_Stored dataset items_
//! Chat-completion adapter for the HR assistant.
//!
//! Only document names and categories go into the prompt, never file
//! contents; citations are recovered afterwards by substring match against
//! the answer text. Document "processing" likewise just asks the model to
//! split text into chunks so a chunk count can be stored.

use std::time::Duration;

use serde::{Deserialize, Serialize};
use serde_json::json;
use tracing::{error, warn};

const REQUEST_TIMEOUT: Duration = Duration::from_secs(30);
const CONNECT_TIMEOUT: Duration = Duration::from_secs(5);
const CHAT_MODEL: &str = "gpt-4o";
const ANSWER_MAX_TOKENS: u32 = 1000;
const CHUNK_MAX_TOKENS: u32 = 2000;
const FALLBACK_MIN_CHUNK_CHARS: usize = 50;
const FALLBACK_MAX_CHUNKS: usize = 50;

const EMPTY_ANSWER: &str = "I apologize, but I couldn't generate a response to your question.";

#[derive(Debug, thiserror::Error)]
pub enum AiError {
    #[error("AI assistant is not configured")]
    MissingApiKey,
    #[error("HTTP request failed: {0}")]
    Request(#[from] reqwest::Error),
    #[error("AI provider returned status {status}")]
    Api { status: u16 },
    #[error("AI provider returned a malformed response")]
    MalformedResponse,
}

/// Label-only context for one available document.
#[derive(Debug, Clone)]
pub struct DocumentContext {
    pub name: String,
    pub category: String,
    pub content: String,
}

#[derive(Debug, Clone)]
pub struct AssistantReply {
    pub answer: String,
    pub documents_used: Vec<String>,
}

#[derive(Serialize, Deserialize, Debug, Clone)]
struct ChatMessage {
    role: String,
    content: String,
}

#[derive(Deserialize, Debug)]
struct ChatCompletionResponse {
    choices: Vec<ChatChoice>,
}

#[derive(Deserialize, Debug)]
struct ChatChoice {
    message: ChatChoiceMessage,
}

#[derive(Deserialize, Debug)]
struct ChatChoiceMessage {
    #[serde(default)]
    content: Option<String>,
}

#[derive(Clone)]
pub struct AiClient {
    client: reqwest::Client,
    base_url: String,
    api_key: Option<String>,
}

impl std::fmt::Debug for AiClient {
    fn fmt(&self, f: &mut std::fmt::Formatter<'_>) -> std::fmt::Result {
        f.debug_struct("AiClient")
            .field("base_url", &self.base_url)
            .field("api_key", &"[REDACTED]")
            .finish()
    }
}

impl AiClient {
    pub fn new(base_url: String, api_key: Option<String>) -> Result<Self, AiError> {
        let client = reqwest::Client::builder()
            .timeout(REQUEST_TIMEOUT)
            .connect_timeout(CONNECT_TIMEOUT)
            .build()
            .map_err(AiError::Request)?;

        Ok(Self {
            client,
            base_url: base_url.trim_end_matches('/').to_string(),
            api_key,
        })
    }

    /// Answer an HR question given the available document labels.
    pub async fn ask(
        &self,
        question: &str,
        documents: &[DocumentContext],
    ) -> Result<AssistantReply, AiError> {
        let messages = vec![
            ChatMessage {
                role: "system".to_string(),
                content: assistant_system_prompt(documents),
            },
            ChatMessage {
                role: "user".to_string(),
                content: question.to_string(),
            },
        ];

        let answer = self
            .chat(messages, ANSWER_MAX_TOKENS, false)
            .await?
            .unwrap_or_else(|| EMPTY_ANSWER.to_string());

        Ok(AssistantReply {
            documents_used: cited_documents(&answer, documents),
            answer,
        })
    }

    /// Split a document into chunks; the caller only stores the count.
    /// Falls back to a naive paragraph split when the provider call fails.
    pub async fn split_document(&self, document_name: &str, content: &str) -> Vec<String> {
        match self.request_chunks(document_name, content).await {
            Ok(chunks) => chunks,
            Err(e) => {
                warn!(
                    "Chunking via provider failed for {}, using paragraph fallback: {}",
                    document_name, e
                );
                fallback_chunks(content)
            }
        }
    }

    async fn request_chunks(
        &self,
        document_name: &str,
        content: &str,
    ) -> Result<Vec<String>, AiError> {
        let messages = vec![
            ChatMessage {
                role: "system".to_string(),
                content: CHUNKING_SYSTEM_PROMPT.to_string(),
            },
            ChatMessage {
                role: "user".to_string(),
                content: format!("Document: {document_name}\n\n{content}"),
            },
        ];

        let raw = self
            .chat(messages, CHUNK_MAX_TOKENS, true)
            .await?
            .ok_or(AiError::MalformedResponse)?;

        #[derive(Deserialize)]
        struct ChunksPayload {
            #[serde(default)]
            chunks: Vec<String>,
        }

        let payload: ChunksPayload =
            serde_json::from_str(&raw).map_err(|_| AiError::MalformedResponse)?;
        Ok(payload.chunks)
    }

    async fn chat(
        &self,
        messages: Vec<ChatMessage>,
        max_tokens: u32,
        json_mode: bool,
    ) -> Result<Option<String>, AiError> {
        let api_key = self.api_key.as_deref().ok_or(AiError::MissingApiKey)?;

        let mut body = json!({
            "model": CHAT_MODEL,
            "messages": messages,
            "max_tokens": max_tokens,
        });
        if json_mode {
            body["response_format"] = json!({ "type": "json_object" });
        }

        let response = self
            .client
            .post(format!("{}/chat/completions", self.base_url))
            .bearer_auth(api_key)
            .json(&body)
            .send()
            .await?;

        let status = response.status();
        if !status.is_success() {
            error!("Chat completion request failed with status {}", status);
            return Err(AiError::Api {
                status: status.as_u16(),
            });
        }

        let completion = response.json::<ChatCompletionResponse>().await?;
        let content = completion
            .choices
            .into_iter()
            .next()
            .ok_or(AiError::MalformedResponse)?
            .message
            .content;
        Ok(content)
    }
}

fn assistant_system_prompt(documents: &[DocumentContext]) -> String {
    let context = documents
        .iter()
        .map(|doc| {
            format!(
                "Document: {} ({})\nContent: {}",
                doc.name, doc.category, doc.content
            )
        })
        .collect::<Vec<_>>()
        .join("\n\n---\n\n");

    format!(
        "You are an AI HR Assistant for an employee self-service portal. Your role is to answer \
HR-related questions based on the provided company documents and policies.

Guidelines:
- Always be helpful, professional, and accurate
- Reference specific policy documents when applicable
- If you don't have enough information, say so clearly
- Provide actionable advice when possible
- Keep responses concise but comprehensive
- Format your response clearly with bullet points or sections when appropriate

Available Documents:
{context}"
    )
}

const CHUNKING_SYSTEM_PROMPT: &str = "You are a document processing assistant. Your task is to \
extract meaningful chunks from HR policy documents for efficient retrieval.

Instructions:
1. Break the document into logical sections
2. Each chunk should be self-contained and meaningful
3. Keep chunks between 100-500 words
4. Preserve important context in each chunk
5. Return the chunks as a JSON array

Return format: {\"chunks\": [\"chunk1\", \"chunk2\", ...]}";

/// Best-effort citation list: documents whose name or category shows up in
/// the answer text, case-insensitively. When documents exist but nothing
/// matched, the first document is assumed to have been used.
fn cited_documents(answer: &str, documents: &[DocumentContext]) -> Vec<String> {
    let answer_lower = answer.to_lowercase();
    let matched: Vec<String> = documents
        .iter()
        .filter(|doc| {
            answer_lower.contains(&doc.name.to_lowercase())
                || answer_lower.contains(&doc.category.to_lowercase())
        })
        .map(|doc| doc.name.clone())
        .collect();

    if matched.is_empty() {
        return documents
            .first()
            .map(|doc| vec![doc.name.clone()])
            .unwrap_or_default();
    }
    matched
}

/// Paragraph split used when the provider is unavailable: double-newline
/// separated blocks whose trimmed length clears a minimum, capped. The
/// blocks themselves are kept untrimmed.
fn fallback_chunks(content: &str) -> Vec<String> {
    content
        .split("\n\n")
        .filter(|chunk| chunk.trim().len() > FALLBACK_MIN_CHUNK_CHARS)
        .take(FALLBACK_MAX_CHUNKS)
        .map(String::from)
        .collect()
}

#[cfg(test)]
mod tests {
    use super::*;

    fn doc(name: &str, category: &str) -> DocumentContext {
        DocumentContext {
            name: name.to_string(),
            category: category.to_string(),
            content: format!("HR Policy document: {name}."),
        }
    }

    #[test]
    fn citations_match_names_case_insensitively() {
        let docs = vec![doc("Leave Policy.pdf", "leave"), doc("Travel.pdf", "travel")];
        let cited = cited_documents("Per the LEAVE POLICY.PDF you get 20 days.", &docs);
        assert_eq!(cited, vec!["Leave Policy.pdf".to_string()]);
    }

    #[test]
    fn citations_match_categories_too() {
        let docs = vec![doc("Handbook.pdf", "general"), doc("Trips.pdf", "travel")];
        let cited = cited_documents("Travel costs are reimbursed in 30 days.", &docs);
        assert_eq!(cited, vec!["Trips.pdf".to_string()]);
    }

    #[test]
    fn unmatched_answer_falls_back_to_first_document() {
        let docs = vec![doc("Handbook.pdf", "general"), doc("Trips.pdf", "misc")];
        let cited = cited_documents("You are entitled to 20 days per year.", &docs);
        assert_eq!(cited, vec!["Handbook.pdf".to_string()]);
    }

    #[test]
    fn no_documents_means_no_citations() {
        assert!(cited_documents("Anything at all.", &[]).is_empty());
    }

    #[test]
    fn fallback_chunks_filter_short_blocks_and_cap() {
        let long = "x".repeat(60);
        let content = format!("short\n\n{long}\n\ntiny\n\n{long}");
        let chunks = fallback_chunks(&content);
        assert_eq!(chunks.len(), 2);
        assert!(chunks.iter().all(|c| c.len() > FALLBACK_MIN_CHUNK_CHARS));

        let many = vec![long.clone(); 80].join("\n\n");
        assert_eq!(fallback_chunks(&many).len(), FALLBACK_MAX_CHUNKS);
    }

    #[test]
    fn fallback_chunks_keep_surrounding_whitespace() {
        let long = "y".repeat(60);
        let content = format!("  {long}  \n\nshort");
        assert_eq!(fallback_chunks(&content), vec![format!("  {long}  ")]);
    }
}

_Brief_
Return exactly the lines from the one containing "are kept untrimmed." through the last line of the records above, both included, and nothing else.

_Response to the exercise_
/// blocks themselves are kept untrimmed.
fn fallback_chunks(content: &str) -> Vec<String> {
    content
        .split("\n\n")
        .filter(|chunk| chunk.trim().len() > FALLBACK_MIN_CHUNK_CHARS)
        .take(FALLBACK_MAX_CHUNKS)
        .map(String::from)
        .collect()
}

#[cfg(test)]
mod tests {
    use super::*;

    fn doc(name: &str, category: &str) -> DocumentContext {
        DocumentContext {
            name: name.to_string(),
            category: category.to_string(),
            content: format!("HR Policy document: {name}."),
        }
    }

    #[test]
    fn citations_match_names_case_insensitively() {
        let docs = vec![doc("Leave Policy.pdf", "leave"), doc("Travel.pdf", "travel")];
        let cited = cited_documents("Per the LEAVE POLICY.PDF you get 20 days.", &docs);
        assert_eq!(cited, vec!["Leave Policy.pdf".to_string()]);
    }

    #[test]
    fn citations_match_categories_too() {
        let docs = vec![doc("Handbook.pdf", "general"), doc("Trips.pdf", "travel")];
        let cited = cited_documents("Travel costs are reimbursed in 30 days.", &docs);
        assert_eq!(cited, vec!["Trips.pdf".to_string()]);
    }

    #[test]
    fn unmatched_answer_falls_back_to_first_document() {
        let docs = vec![doc("Handbook.pdf", "general"), doc("Trips.pdf", "misc")];
        let cited = cited_documents("You are entitled to 20 days per year.", &docs);
        assert_eq!(cited, vec!["Handbook.pdf".to_string()]);
    }

    #[test]
    fn no_documents_means_no_citations() {
        assert!(cited_documents("Anything at all.", &[]).is_empty());
    }

    #[test]
    fn fallback_chunks_filter_short_blocks_and_cap() {
        let long = "x".repeat(60);
        let content = format!("short\n\n{long}\n\ntiny\n\n{long}");
        let chunks = fallback_chunks(&content);
        assert_eq!(chunks.len(), 2);
        assert!(chunks.iter().all(|c| c.len() > FALLBACK_MIN_CHUNK_CHARS));

        let many = vec![long.clone(); 80].join("\n\n");
        assert_eq!(fallback_chunks(&many).len(), FALLBACK_MAX_CHUNKS);
    }

    #[test]
    fn fallback_chunks_keep_surrounding_whitespace() {
        let long = "y".repeat(60);
        let content = format!("  {long}  \n\nshort");
        assert_eq!(fallback_chunks(&content), vec![format!("  {long}  ")]);
    }
}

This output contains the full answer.